Gilbert is also interested in utilizing theater and ritual work for violence prevention with young men and adults to critique and break down harmful dominant forms of masculinity. His interest is in working with young men to teach communication and restorative practices through storytelling and theater.
Gilbert has been recognized for his work in violence prevention and sexual assault prevention as a featured participant in the book Some Men: Feminist Allies and the Movement to End Violence Against Women by Michael A. Messner, Max A. Greenberg, and Tal Peretz (Oxford, UK: Oxford University Press, 2015). As an independent educator and teaching artist and practitioner, Gilbert has contracted with several universities and organizations for restorative justice and theater work.
“Sippin’”, a play that Gilbert wrote in 2017, asks the question, what happens when you serve white fragility at the table? It was produced as a short film in 2020. The film presents the encounter of four women of color who gather for celebration and healing with a ritual of tea and stories. It currently is in post-production, and will have its public debut later this year.

Gilbert has been published by the online journal Entropy and by the Gloria Anzaldua Symposium. His work as a playwright was featured at Casa 0101 Theater and the Brown & Out festival’s “New Works Play Reading Series” and later as a workshop production.
"Passing the Cup of Vulnerability: Offering Vulnerability As a Challenge to White Fragility through the Elements of Circle"
Gilbert Salazar examines, in a refreshingly artistic style, how personal vulnerability provides an antidote to white fragility. POC and Indigenous Peoples are well aware, as Salazar illustrates in his essay, that the process of Circles or other training spaces “sparks either discomfort or activation from participants, including what is now referred to as white fragility.” Salazar employs a short play, Sippin’, to highlight how POC experience white fragility in activated mode.

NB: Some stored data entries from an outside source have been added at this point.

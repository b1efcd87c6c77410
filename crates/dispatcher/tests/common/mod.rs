#![allow(dead_code)]

use std::sync::atomic::{AtomicU64, AtomicUsize, Ordering};
use std::sync::{Arc, Mutex};

use async_trait::async_trait;
use article_releases_core::{
    Article, Header, HeaderReader, OutputSdc, ReleaseError, ReleaseResult, RemoteReply,
    RemoteRequest, Sdc, SessionRequester, SessionResponse,
};
use serde_json::Value;

pub const TEST_SESSION_ID: &str = "session-001";
pub const TEST_SQL_QUEUE: &str = "test-article-sql-queue";
pub const TEST_ARTICLE: i32 = 10001;

enum ReplyBehavior {
    Reply(Value),
    TransportError,
}

/// 记录请求并按预设方式响应的会话客户端
pub struct MockSessionRequester {
    behavior: ReplyBehavior,
    sent: Mutex<Vec<(String, RemoteRequest)>>,
    acked: Mutex<Vec<u64>>,
    next_tag: AtomicU64,
}

impl MockSessionRequester {
    pub fn replying(payload: Value) -> Self {
        Self::with_behavior(ReplyBehavior::Reply(payload))
    }

    pub fn failing() -> Self {
        Self::with_behavior(ReplyBehavior::TransportError)
    }

    fn with_behavior(behavior: ReplyBehavior) -> Self {
        Self {
            behavior,
            sent: Mutex::new(Vec::new()),
            acked: Mutex::new(Vec::new()),
            next_tag: AtomicU64::new(1),
        }
    }

    pub fn sent_requests(&self) -> Vec<(String, RemoteRequest)> {
        self.sent.lock().unwrap().clone()
    }

    pub fn acked_tags(&self) -> Vec<u64> {
        self.acked.lock().unwrap().clone()
    }
}

#[async_trait]
impl SessionRequester for MockSessionRequester {
    async fn session_keep_request(
        &self,
        queue: &str,
        request: &RemoteRequest,
    ) -> ReleaseResult<SessionResponse> {
        self.sent
            .lock()
            .unwrap()
            .push((queue.to_string(), request.clone()));

        match &self.behavior {
            ReplyBehavior::Reply(payload) => {
                let reply: RemoteReply = serde_json::from_value(payload.clone())?;
                Ok(SessionResponse {
                    session: request.session().clone(),
                    delivery_tag: self.next_tag.fetch_add(1, Ordering::SeqCst),
                    reply,
                })
            }
            ReplyBehavior::TransportError => Err(ReleaseError::Session {
                session_id: request.session().to_string(),
                message: "channel closed".to_string(),
            }),
        }
    }

    async fn ack(&self, response: &SessionResponse) -> ReleaseResult<()> {
        self.acked.lock().unwrap().push(response.delivery_tag);
        Ok(())
    }
}

enum ReadBehavior {
    Found(Header),
    Missing,
    Error,
}

/// 返回预设 Header 的读取器
pub struct MockHeaderReader {
    behavior: ReadBehavior,
    calls: AtomicUsize,
}

impl MockHeaderReader {
    pub fn found(header: Header) -> Self {
        Self::with_behavior(ReadBehavior::Found(header))
    }

    pub fn missing() -> Self {
        Self::with_behavior(ReadBehavior::Missing)
    }

    pub fn failing() -> Self {
        Self::with_behavior(ReadBehavior::Error)
    }

    fn with_behavior(behavior: ReadBehavior) -> Self {
        Self {
            behavior,
            calls: AtomicUsize::new(0),
        }
    }

    pub fn calls(&self) -> usize {
        self.calls.load(Ordering::SeqCst)
    }
}

#[async_trait]
impl HeaderReader for MockHeaderReader {
    async fn read_header(&self, _request: &Sdc) -> ReleaseResult<Option<Header>> {
        self.calls.fetch_add(1, Ordering::SeqCst);
        match &self.behavior {
            ReadBehavior::Found(header) => Ok(Some(header.clone())),
            ReadBehavior::Missing => Ok(None),
            ReadBehavior::Error => Err(ReleaseError::Internal("connection reset".to_string())),
        }
    }
}

pub fn create_test_header() -> Header {
    Header {
        article: TEST_ARTICLE,
        article_type: "NEWS".to_string(),
        article_owner: 201,
        article_owner_business_partner_role: "OWNER".to_string(),
        description: "test article".to_string(),
        is_released: None,
        is_marked_for_deletion: Some(false),
        ..Default::default()
    }
}

pub fn create_test_request(api_type: &str, is_released: Option<bool>) -> Sdc {
    Sdc {
        runtime_session_id: TEST_SESSION_ID.to_string(),
        api_type: api_type.to_string(),
        article: Article {
            article: TEST_ARTICLE,
            is_released,
        },
        accepter: vec!["Header".to_string()],
        ..Default::default()
    }
}

pub fn create_test_output(request: &Sdc) -> OutputSdc {
    OutputSdc::from_request(request)
}

pub fn accepters(tags: &[&str]) -> Vec<String> {
    tags.iter().map(|tag| tag.to_string()).collect()
}

pub fn shared<T>(value: T) -> Arc<T> {
    Arc::new(value)
}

The play raises many questions about mixed-race dynamics, but two stand out: How can Circle, with its elements of container and witnessing, rupture white fragility’s paradigms? How can vulnerability and storytelling give us tools that can elicit accountability—honest self-reflection—among and within RJ and RP practitioners? Salazar’s play exemplifies how racial realities, when introduced even in small doses, can quickly become toxic in a mixed-race space. Yet Salazar asks people to lean into, rather than withdraw from, these unsettled moments. Even though leaning into these moments does not come without hazard, doing so can lead to restorative moments—or not, depending on the group.
Salazar’s practice of Circles reveals Whites’ potential to embrace their vulnerability, which, if they choose, can open them to their healing journey. The restorative conversations witnessed within Circles are, for Salazar, a place “where others may know who we are.” For many Whites, though, this experience can be frightening.